Исходным пунктом этого развития была работа Гейзенберга "О квантовотеоретическом толковании кинематических и механических связей". Во введении к своим "Избранным статьям" Борн сообщает подробности событий. "Летом 1925 года Гейзенберг дал мне рукопись своей фундаментальной работы, в которой он сделал расчеты переходных амплитуд. Работа произвела на меня глубокое впечатление, и я послал ее в физический журнал. Несколько недель спустя я заметил, что методы расчета Гейзенберга совпадают с матричным счислением, которое я изучал у Розанеса в Бреслау".
Итак, хотя направляющая идея матричной механики принадлежит Гейзенбергу, что всегда подчеркивал и сам Борн, однако математическое оформление этой гениальной идеи и ее развитие в законченную теорию - прежде всего, если не исключительно - заслуга Борна.
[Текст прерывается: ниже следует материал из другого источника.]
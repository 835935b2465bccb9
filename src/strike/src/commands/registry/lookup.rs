use crate::lib::environment::Environment;
use crate::lib::error::StrikeResult;
use crate::lib::registry::registry_canister;
use candid::Principal;
use clap::Parser;
use strike_core::registry::RegistryLookup;

/// Shows the registry entry of a canister.
#[derive(Parser)]
pub struct LookupOpts {
    canister_id: Principal,

    /// Print the entry as JSON.
    #[arg(long)]
    json: bool,
}

pub async fn exec(env: &dyn Environment, opts: LookupOpts) -> StrikeResult {
    let client = env.new_client()?;
    let registry = registry_canister(env, &client).await?;
    let entry = registry.get_strike_by_canister_id(opts.canister_id).await?;
    match entry {
        Some(entry) if opts.json => println!("{}", serde_json::to_string_pretty(&entry)?),
        Some(entry) => super::print_entry(&entry),
        None => println!("{} is not registered.", opts.canister_id),
    }
    Ok(())
}
use crate::action::component::ActionComponent;
use crate::action::model::Action;
use crate::action::payload::InvocationPayload;
use crate::action::spec::{ActionGetResponse, ActionPostResponse, ActionsJson};
use crate::action::url_mapper::{actions_json_url, map_with_rules, ActionUrl, Origin};
use crate::error::action::{PayloadError, ResolveActionError};
use crate::error::reqwest::WrappedReqwestError;
use crate::http::default_retry_policy;
use crate::http::get::get_with_retries;
use crate::http::post::post_json;
use serde::de::DeserializeOwned;
use serde_json::Value;
use slog::{debug, trace, Logger};
use url::Url;

/// An action together with the page it was found through, if any.
#[derive(Clone, Debug, PartialEq)]
pub struct ResolvedAction {
    pub action: Action,
    pub origin: Option<Origin>,
}

/// Fetches action descriptors and their invocation payloads.
pub struct ActionResolver {
    client: reqwest::Client,
    logger: Logger,
}

impl ActionResolver {
    pub fn new(logger: Logger) -> Result<Self, ResolveActionError> {
        let client = reqwest::Client::builder()
            .user_agent(concat!("strike/", env!("CARGO_PKG_VERSION")))
            .build()
            .map_err(|err| ResolveActionError::ClientFailed(WrappedReqwestError(err)))?;
        Ok(Self::with_client(client, logger))
    }

    pub fn with_client(client: reqwest::Client, logger: Logger) -> Self {
        ActionResolver { client, logger }
    }

    /// Resolves whatever the user shared into an action.
    pub async fn resolve(&self, shared: &str) -> Result<ResolvedAction, ResolveActionError> {
        let parsed = ActionUrl::parse(shared)?;
        let api_url = self.unfurl(&parsed).await?;
        let action = self.fetch_action(api_url).await?;
        Ok(ResolvedAction {
            action,
            origin: parsed.origin(),
        })
    }

    /// The action API URL a shared URL points at.
    pub async fn unfurl(&self, parsed: &ActionUrl) -> Result<Url, ResolveActionError> {
        match parsed {
            ActionUrl::Direct(url) | ActionUrl::Interstitial { action: url, .. } => Ok(url.clone()),
            ActionUrl::Website(page) => {
                let rules_url = actions_json_url(page);
                let actions_json: ActionsJson = self.get_json(rules_url.clone()).await?;
                let api_url = map_with_rules(page, &actions_json)
                    .ok_or(ResolveActionError::NoMatchingRule(rules_url))?;
                debug!(self.logger, "Mapped website to action"; "page" => %page, "api" => %api_url);
                Ok(api_url)
            }
        }
    }

    pub async fn fetch_action(&self, api_url: Url) -> Result<Action, ResolveActionError> {
        let response: ActionGetResponse = self.get_json(api_url.clone()).await?;
        Action::from_response(api_url.clone(), response)
            .map_err(|err| ResolveActionError::InvalidAction(api_url, err))
    }

    /// Re-fetches `action` from where it came from.
    pub async fn refresh(&self, action: &Action) -> Result<Action, ResolveActionError> {
        self.fetch_action(action.url.clone()).await
    }

    async fn get_json<T: DeserializeOwned>(&self, url: Url) -> Result<T, ResolveActionError> {
        trace!(self.logger, "GET"; "url" => %url);
        let response = get_with_retries(&self.client, url.clone(), default_retry_policy())
            .await
            .map_err(|err| ResolveActionError::FetchFailed(url.clone(), err))?;
        response
            .json()
            .await
            .map_err(|err| ResolveActionError::ParseFailed(url, WrappedReqwestError(err)))
    }

    /// What to invoke for `component`.
    ///
    /// Components with an href ask the action server, which may reshape the
    /// call around the caller's principal and staged values. Without an href
    /// the linked action itself is the payload.
    pub async fn invocation_payload(
        &self,
        action: &Action,
        component: &ActionComponent,
        principal: &str,
    ) -> Result<InvocationPayload, PayloadError> {
        let Some(href) = component.href() else {
            return Ok(InvocationPayload::from_linked_action(
                component.linked_action(),
            ));
        };
        let url = action
            .url
            .join(&href)
            .map_err(|err| PayloadError::InvalidHref(href.clone(), err))?;
        let body = component.build_body(principal);
        trace!(self.logger, "POST"; "url" => %url);

        let response = post_json(&self.client, url.clone(), &body)
            .await
            .map_err(|err| PayloadError::PostFailed(url.clone(), err))?;
        let status = response.status();
        let value: Value = response
            .json()
            .await
            .map_err(|err| PayloadError::PostFailed(url, WrappedReqwestError(err)))?;

        if let Some(message) = error_message(&value) {
            return Err(PayloadError::Rejected(message));
        }
        if !status.is_success() {
            return Err(PayloadError::Rejected(format!(
                "Action server answered {status}"
            )));
        }
        let response: ActionPostResponse = serde_json::from_value(value)
            .map_err(|err| PayloadError::DecodeFailed(err.to_string()))?;
        InvocationPayload::from_post_response(response, component.linked_action())
    }
}

/// `{ "error": "..." }` or `{ "error": { "message": "..." } }`.
fn error_message(value: &Value) -> Option<String> {
    match value.get("error")? {
        Value::String(message) => Some(message.clone()),
        Value::Object(error) => error
            .get("message")
            .and_then(Value::as_str)
            .map(str::to_string),
        Value::Null => None,
        other => Some(other.to_string()),
    }
}
use crate::connector::actor::{Actor, AgentActor};
use crate::connector::session::SessionSlot;
use crate::connector::{
    ConnectOptions, Connector, ConnectorConfig, ConnectorKind, ConnectorMeta, DisconnectOptions,
};
use crate::error::connector::{ConnectError, CreateActorError, DisconnectError, InitError};
use crate::identity::delegation::JsonDelegationChain;
use crate::identity::{now_nanos, IdentityHandle, SessionKey, StoredSession};
use crate::idl::ServiceInterface;
use crate::storage::{
    ic_session_key, KeyValueStorage, KeyValueStorageExt, LAST_CONNECTED_WALLET_KEY,
};
use async_trait::async_trait;
use candid::Principal;
use slog::{debug, info, warn, Logger};
use std::sync::Arc;
use url::Url;

/// What the identity provider is asked to authorise.
#[derive(Clone, Debug, PartialEq, Eq)]
pub struct AuthorizeRequest {
    /// Page to send the user to, `#authorize` included.
    pub provider_url: Url,
    pub session_public_key: Vec<u8>,
    /// Nanoseconds.
    pub max_time_to_live: u64,
    pub derivation_origin: Option<String>,
}

/// The interactive half of an identity-provider login: a browser redirect,
/// or a prompt for the delegation the provider produced.
#[async_trait]
pub trait IdentityProviderLogin: Send + Sync {
    /// `Ok(None)` means the user closed the provider without logging in.
    async fn authorize(
        &self,
        request: AuthorizeRequest,
    ) -> Result<Option<JsonDelegationChain>, String>;
}

/// Internet Identity and NFID.
pub struct IdentityProviderConnector {
    kind: ConnectorKind,
    meta: ConnectorMeta,
    config: ConnectorConfig,
    login: Arc<dyn IdentityProviderLogin>,
    storage: Arc<dyn KeyValueStorage>,
    slot: SessionSlot,
    logger: Logger,
}

impl IdentityProviderConnector {
    pub fn internet_identity(
        config: ConnectorConfig,
        login: Arc<dyn IdentityProviderLogin>,
        storage: Arc<dyn KeyValueStorage>,
        logger: Logger,
    ) -> Self {
        Self::new(ConnectorKind::InternetIdentity, config, login, storage, logger)
    }

    pub fn nfid(
        config: ConnectorConfig,
        login: Arc<dyn IdentityProviderLogin>,
        storage: Arc<dyn KeyValueStorage>,
        logger: Logger,
    ) -> Self {
        Self::new(ConnectorKind::Nfid, config, login, storage, logger)
    }

    fn new(
        kind: ConnectorKind,
        config: ConnectorConfig,
        login: Arc<dyn IdentityProviderLogin>,
        storage: Arc<dyn KeyValueStorage>,
        logger: Logger,
    ) -> Self {
        IdentityProviderConnector {
            kind,
            meta: kind.meta(),
            config,
            login,
            storage,
            slot: SessionSlot::default(),
            logger,
        }
    }

    fn storage_key(&self) -> String {
        ic_session_key(self.kind.id())
    }

    /// NFID wants to know who is asking; Internet Identity does not.
    pub fn authorize_url(&self) -> Url {
        let mut url = self.config.provider_url.clone();
        if self.kind == ConnectorKind::Nfid {
            let mut query = url.query_pairs_mut();
            query.append_pair("applicationName", &self.config.app_name);
            if let Some(logo) = &self.config.app_logo {
                query.append_pair("applicationLogo", logo);
            }
        }
        url.set_fragment(Some("authorize"));
        url
    }

    fn restore(&self) -> Option<(IdentityHandle, Option<u64>)> {
        let key = self.storage_key();
        let stored: StoredSession = match self.storage.get_typed(&key) {
            Ok(stored) => stored?,
            Err(err) => {
                warn!(self.logger, "Ignoring unreadable session: {}", err);
                return None;
            }
        };
        let expiration = stored
            .delegation_chain
            .to_chain()
            .ok()
            .and_then(|chain| chain.expiration());
        match stored.restore(now_nanos()) {
            Ok(identity) => Some((Arc::new(identity), expiration)),
            Err(err) => {
                debug!(self.logger, "Dropping stored session: {}", err);
                if let Err(err) = self.storage.remove(&key) {
                    warn!(self.logger, "Failed to remove stale session: {}", err);
                }
                None
            }
        }
    }
}

#[async_trait]
impl Connector for IdentityProviderConnector {
    fn meta(&self) -> &ConnectorMeta {
        &self.meta
    }

    fn kind(&self) -> ConnectorKind {
        self.kind
    }

    async fn init(&self) -> Result<(), InitError> {
        if !self.slot.mark_initialized() {
            return Ok(());
        }
        if let Some((identity, expiration)) = self.restore() {
            debug!(self.logger, "Restored session"; "connector" => self.kind.id());
            self.slot.set(identity, expiration);
        }
        Ok(())
    }

    async fn is_connected(&self) -> bool {
        self.slot.valid_identity().is_some()
    }

    async fn connect(&self, _options: &ConnectOptions) -> Result<bool, ConnectError> {
        if !self.slot.is_initialized() {
            return Err(ConnectError::NotInitialized);
        }
        let session_key =
            SessionKey::generate().map_err(|err| ConnectError::ConnectFailed(err.to_string()))?;
        let request = AuthorizeRequest {
            provider_url: self.authorize_url(),
            session_public_key: session_key.public_key().to_vec(),
            max_time_to_live: self.config.max_time_to_live,
            derivation_origin: self.config.derivation_origin.clone(),
        };
        let chain = self
            .login
            .authorize(request)
            .await
            .map_err(ConnectError::ConnectFailed)?
            .ok_or_else(|| ConnectError::ConnectFailed("UserInterrupt".to_string()))?
            .to_chain()
            .map_err(|err| ConnectError::ConnectFailed(err.to_string()))?;

        let expiration = chain.expiration();
        let session = StoredSession::new(&session_key, &chain, None);
        let identity = chain
            .into_identity(&session_key, now_nanos())
            .map_err(|err| ConnectError::ConnectFailed(err.to_string()))?;
        let identity: IdentityHandle = Arc::new(identity);

        if let Err(err) = self.storage.set_typed(&self.storage_key(), &session) {
            warn!(self.logger, "Failed to persist the session: {}", err);
        }
        if let Err(err) = self
            .storage
            .set_string(LAST_CONNECTED_WALLET_KEY, self.kind.id())
        {
            warn!(self.logger, "Failed to remember the wallet: {}", err);
        }
        self.slot.set(identity, expiration);
        info!(self.logger, "Connected"; "connector" => self.kind.id(), "principal" => ?self.principal());
        Ok(true)
    }

    async fn disconnect(&self, options: &DisconnectOptions) -> Result<bool, DisconnectError> {
        self.slot.clear();
        if !options.keep_session {
            self.storage
                .remove(&self.storage_key())
                .map_err(|err| DisconnectError::DisconnectFailed(err.to_string()))?;
        }
        Ok(true)
    }

    async fn create_actor(
        &self,
        canister_id: Principal,
        interface: ServiceInterface,
    ) -> Result<Arc<dyn Actor>, CreateActorError> {
        let identity = self
            .slot
            .valid_identity()
            .ok_or(CreateActorError::NotInitialized)?;
        AgentActor::create(
            &self.config.network,
            identity,
            canister_id,
            interface,
            self.logger.clone(),
        )
        .await
    }

    fn identity(&self) -> Option<IdentityHandle> {
        self.slot.identity()
    }
}

#[cfg(test)]
mod tests {
    use super::*;
    use crate::config::model::client_config::ClientConfig;
    use crate::identity::delegation::tests::chain_for;
    use crate::storage::MemoryStorage;
    use crate::testing::{logger, FakeProviderLogin};

    fn connector(
        kind: ConnectorKind,
        login: Arc<FakeProviderLogin>,
        storage: Arc<MemoryStorage>,
    ) -> IdentityProviderConnector {
        let config = ConnectorConfig::from_client_config(&ClientConfig {
            app_logo: Some("https://example.com/logo.png".to_string()),
            provider_url: "https://nfid.one/authenticate/".to_string(),
            ..Default::default()
        })
        .unwrap();
        IdentityProviderConnector::new(kind, config, login, storage, logger())
    }

    #[tokio::test]
    async fn connect_requires_init() {
        let login = Arc::new(FakeProviderLogin::approving());
        let ii = connector(
            ConnectorKind::InternetIdentity,
            login,
            Arc::new(MemoryStorage::default()),
        );
        assert_eq!(
            ii.connect(&ConnectOptions::default()).await,
            Err(ConnectError::NotInitialized)
        );
        assert_eq!(ii.disconnect(&DisconnectOptions::default()).await, Ok(true));
    }

    #[tokio::test]
    async fn connect_persists_and_restores_the_session() {
        let login = Arc::new(FakeProviderLogin::approving());
        let storage = Arc::new(MemoryStorage::default());
        let ii = connector(ConnectorKind::InternetIdentity, login.clone(), storage.clone());
        ii.init().await.unwrap();
        assert!(!ii.is_connected().await);

        assert_eq!(ii.connect(&ConnectOptions::default()).await, Ok(true));
        assert!(ii.is_connected().await);
        let principal = ii.principal().unwrap();
        assert_eq!(
            storage.get_string(LAST_CONNECTED_WALLET_KEY).unwrap().as_deref(),
            Some("ii")
        );
        let request = login.requests().pop().unwrap();
        assert_eq!(request.provider_url.fragment(), Some("authorize"));

        let restarted = connector(ConnectorKind::InternetIdentity, login, storage.clone());
        restarted.init().await.unwrap();
        assert!(restarted.is_connected().await);
        assert_eq!(restarted.principal(), Some(principal));

        restarted.disconnect(&DisconnectOptions::default()).await.unwrap();
        assert!(!restarted.is_connected().await);
        assert!(storage.get("ic:ii").unwrap().is_none());
    }

    #[tokio::test]
    async fn disconnect_after_failed_connect_is_a_no_op() {
        let login = Arc::new(FakeProviderLogin::declining());
        let nfid = connector(ConnectorKind::Nfid, login, Arc::new(MemoryStorage::default()));
        nfid.init().await.unwrap();
        assert!(matches!(
            nfid.connect(&ConnectOptions::default()).await,
            Err(ConnectError::ConnectFailed(_))
        ));
        assert_eq!(nfid.disconnect(&DisconnectOptions::default()).await, Ok(true));
        assert!(nfid.identity().is_none());
    }

    #[test]
    fn nfid_url_names_the_application() {
        let nfid = connector(
            ConnectorKind::Nfid,
            Arc::new(FakeProviderLogin::approving()),
            Arc::new(MemoryStorage::default()),
        );
        assert_eq!(
            nfid.authorize_url().as_str(),
            "https://nfid.one/authenticate/?applicationName=Strike&applicationLogo=https%3A%2F%2Fexample.com%2Flogo.png#authorize"
        );
    }

    #[test]
    fn expired_sessions_are_not_restored() {
        let storage = Arc::new(MemoryStorage::default());
        let key = SessionKey::generate().unwrap();
        storage
            .set_typed("ic:ii", &StoredSession::new(&key, &chain_for(&key, 1), None))
            .unwrap();
        let ii = connector(
            ConnectorKind::InternetIdentity,
            Arc::new(FakeProviderLogin::approving()),
            storage.clone(),
        );
        assert!(ii.restore().is_none());
        assert!(storage.get("ic:ii").unwrap().is_none());
    }
}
Почти в то же время в Англии, в Кембридже Паулем Дираком также под влиянием Гейзенберга был развит подобный же вид квантовой механики. Наконец, Эрвин Шрёдингер, исходя из совершенно иной точки зрения, создал в Цюрихе свою волновую механику, которая вскоре была признана равноценной в математическом отношении гёттингенской и кембриджской формам квантовой механики. Об этом уже говорилось выше.
Статистическая квантовая механика, которая совершенно отказывается от наглядных представлений с использованием моделей и оперирует только вероятностными высказываниями (волны Шрёдингера толкуются как "вероятностные волны"), натолкнулась на резкие возражения многих физиков. Эйнштейн, который осенью 1927 года начал дискуссию с Бором и Гейзенбергом, уже в декабре 1926 года писал Борну: "Квантовая механика - теория, внушающая большое уважение. Но внутренний голос говорит мне, что это еще не то, что нужно. Эта теория дает много, но едва ли она подвела нас ближе к тайне старца (бога. Перев.). Во всяком случае, я убежден, что тот не играет в кости".